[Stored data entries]
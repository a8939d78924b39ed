//! Source-like rendering of statements, used by the structured dump and by
//! tests.

use super::{Ast, Expr, StmtId, StmtKind};
use std::fmt::Write;

const INDENT: &str = "  ";

pub fn expr_to_string(expr: &Expr) -> String {
    let mut out = String::new();
    write_expr(&mut out, expr, false);
    out
}

/// Renders the statement `id` and its subtree. Nested statements are
/// indented by two spaces per block level.
pub fn stmt_to_string(ast: &Ast, id: StmtId) -> String {
    let mut out = String::new();
    write_stmt(&mut out, ast, id, 0);
    out
}

fn write_expr(out: &mut String, expr: &Expr, nested: bool) {
    match expr {
        Expr::Nop => {}
        Expr::Literal { value, .. } => out.push_str(value),
        Expr::Var { name, .. } => out.push_str(name),
        Expr::Field { name, offset, .. } => {
            out.push_str(name);
            if *offset != [0, 0, 0] {
                let _ = write!(out, "[{}, {}, {}]", offset[0], offset[1], offset[2]);
            }
        }
        Expr::Unary { op, operand } => {
            out.push_str(op);
            write_expr(out, operand, true);
        }
        Expr::Binary { op, lhs, rhs } => {
            if nested {
                out.push('(');
            }
            write_expr(out, lhs, true);
            let _ = write!(out, " {op} ");
            write_expr(out, rhs, true);
            if nested {
                out.push(')');
            }
        }
        Expr::Assign { op, target, value } => {
            write_expr(out, target, false);
            let _ = write!(out, " {op} ");
            write_expr(out, value, false);
        }
        Expr::FunCall { callee, args } => {
            out.push_str(callee);
            out.push('(');
            for (i, arg) in args.iter().enumerate() {
                if i > 0 {
                    out.push_str(", ");
                }
                write_expr(out, arg, false);
            }
            out.push(')');
        }
    }
}

fn write_stmt(out: &mut String, ast: &Ast, id: StmtId, depth: usize) {
    let pad = INDENT.repeat(depth);
    match ast.kind(id) {
        StmtKind::Expr(expr) => {
            out.push_str(&pad);
            write_expr(out, expr, false);
            out.push_str(";\n");
        }
        StmtKind::Block(stmts) => {
            out.push_str(&pad);
            out.push_str("{\n");
            for stmt in stmts {
                write_stmt(out, ast, *stmt, depth + 1);
            }
            out.push_str(&pad);
            out.push_str("}\n");
        }
        StmtKind::If {
            cond,
            then_stmt,
            else_stmt,
        } => {
            out.push_str(&pad);
            out.push_str("if (");
            out.push_str(&condition_text(ast, *cond));
            out.push_str(")\n");
            write_stmt(out, ast, *then_stmt, depth + 1);
            if let Some(else_stmt) = else_stmt {
                out.push_str(&pad);
                out.push_str("else\n");
                write_stmt(out, ast, *else_stmt, depth + 1);
            }
        }
        StmtKind::VarDecl(decl) => {
            out.push_str(&pad);
            let _ = write!(out, "var {}", decl.name);
            if let Some(init) = &decl.init {
                out.push_str(" = ");
                write_expr(out, init, false);
            }
            out.push_str(";\n");
        }
        StmtKind::StencilFunCall {
            callee,
            offset,
            args,
            body,
        } => {
            out.push_str(&pad);
            out.push_str(callee);
            if *offset != [0, 0, 0] {
                let _ = write!(out, "[{}, {}, {}]", offset[0], offset[1], offset[2]);
            }
            out.push('(');
            for (i, arg) in args.iter().enumerate() {
                if i > 0 {
                    out.push_str(", ");
                }
                write_expr(out, arg, false);
            }
            out.push_str(")\n");
            write_stmt(out, ast, *body, depth);
        }
        StmtKind::StencilCall { callee } => {
            out.push_str(&pad);
            let _ = writeln!(out, "stencil-call: {callee};");
        }
    }
}

fn condition_text(ast: &Ast, cond: StmtId) -> String {
    match ast.kind(cond) {
        StmtKind::Expr(expr) => expr_to_string(expr),
        _ => stmt_to_string(ast, cond).trim().to_string(),
    }
}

### Activity
Filter these records, keeping every line where the word "decl" occurs.

### Result of this exercise
        StmtKind::VarDecl(decl) => {
            let _ = write!(out, "var {}", decl.name);
            if let Some(init) = &decl.init {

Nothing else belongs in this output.